Keep schools and health facilities operating and functional

  • Establish and implement action plans and programs, maintain the structural and physical resilience and robustness of these facilities.
  • Examine the geographical location and investigate capacity requirements in emergency and recovery situations.


Assess disaster risk in schools and hospitals and strengthen/retrofit the most vulnerable

  • Introduce data on the vulnerability of schools and health facilities into risk assessments and ensure compliance with safety standards when deciding on the location, design and construction of all new infrastructure.
  • Create an action plan to assess and reduce vulnerability and risk in existing schools and health facilities by selecting and retrofitting the most critical (and vulnerable) facilities and incorporating stringent maintenance and repair programmes.
  • Generate wider action and more resources by encouraging surveyors, engineers and other built environment professionals, private sector and the communities to participate in such critical risk reduction work.

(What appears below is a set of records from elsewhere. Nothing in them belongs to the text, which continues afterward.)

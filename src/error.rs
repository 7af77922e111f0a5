// region:    --- Imports
use axum::extract::rejection::{JsonRejection, PathRejection, QueryRejection};
use axum::http::StatusCode;
use axum::response::{IntoResponse, Response};
use axum::Json;
use thiserror::Error as ThisError;
use tracing::error;

use crate::response::ApiResponse;

// endregion: --- Imports

// region:    --- Admin Error
/// 관리자 API 공통 에러
#[derive(Debug, ThisError)]
pub enum AdminError {
    #[error("Database error: {0}")]
    Database(#[from] sqlx::Error),

    #[error("IO error: {0}")]
    Io(#[from] std::io::Error),

    #[error("{0} not found")]
    NotFound(String),

    #[error("Invalid request: {0}")]
    Validation(String),

    #[error("Unauthorized")]
    Unauthorized,

    #[error("Configuration error: {0}")]
    Config(String),
}

impl AdminError {
    pub fn status_code(&self) -> StatusCode {
        match self {
            AdminError::NotFound(_) => StatusCode::NOT_FOUND,
            AdminError::Validation(_) => StatusCode::BAD_REQUEST,
            AdminError::Unauthorized => StatusCode::UNAUTHORIZED,
            AdminError::Database(_) | AdminError::Io(_) | AdminError::Config(_) => {
                StatusCode::INTERNAL_SERVER_ERROR
            }
        }
    }
}

impl IntoResponse for AdminError {
    fn into_response(self) -> Response {
        let status = self.status_code();
        // 내부 에러 내용은 로그에만 남기고 응답에는 노출하지 않는다
        let message = match &self {
            AdminError::Database(_) | AdminError::Io(_) | AdminError::Config(_) => {
                error!("{:<12} --> 내부 오류: {}", "Error", self);
                "An internal server error occurred.".to_string()
            }
            _ => self.to_string(),
        };
        (status, Json(ApiResponse::<()>::failure(message))).into_response()
    }
}

// 추출기 거부는 모두 잘못된 요청으로 취급
impl From<JsonRejection> for AdminError {
    fn from(rejection: JsonRejection) -> Self {
        AdminError::Validation(rejection.body_text())
    }
}

impl From<QueryRejection> for AdminError {
    fn from(rejection: QueryRejection) -> Self {
        AdminError::Validation(rejection.body_text())
    }
}

impl From<PathRejection> for AdminError {
    fn from(rejection: PathRejection) -> Self {
        AdminError::Validation(rejection.body_text())
    }
}

// endregion: --- Admin Error

/// 문자열 컬럼을 열거형으로 변환할 때 발생하는 에러
#[derive(Debug, ThisError)]
#[error("unknown {kind} value: {value}")]
pub struct ParseEnumError {
    pub kind: &'static str,
    pub value: String,
}

#[cfg(test)]
mod tests {
    use super::*;

    #[test]
    fn maps_variants_to_status_codes() {
        assert_eq!(
            AdminError::NotFound("auction 1".into()).status_code(),
            StatusCode::NOT_FOUND
        );
        assert_eq!(
            AdminError::Validation("bad".into()).status_code(),
            StatusCode::BAD_REQUEST
        );
        assert_eq!(AdminError::Unauthorized.status_code(), StatusCode::UNAUTHORIZED);
        assert_eq!(
            AdminError::Database(sqlx::Error::RowNotFound).status_code(),
            StatusCode::INTERNAL_SERVER_ERROR
        );
    }

    #[test]
    fn json_rejection_becomes_bad_request() {
        let err = AdminError::from(JsonRejection::from(
            axum::extract::rejection::MissingJsonContentType::default(),
        ));
        assert_eq!(err.status_code(), StatusCode::BAD_REQUEST);
        assert!(err.to_string().starts_with("Invalid request: "));
    }

    #[test]
    fn not_found_message_names_the_resource() {
        assert_eq!(
            AdminError::NotFound("category 7".into()).to_string(),
            "category 7 not found"
        );
    }
}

Recognize the relevance of priority services and operations after a disaster

  • Improve the safety of public health and educational facilities that have complementary and supporting roles in emergency response and recovery.
  • Strengthen and motivate private facilities that can contribute to relief efforts and provide complementary functions in the emergency and recovery phase.
  • Provide incentives to eligible private institutions to become partners.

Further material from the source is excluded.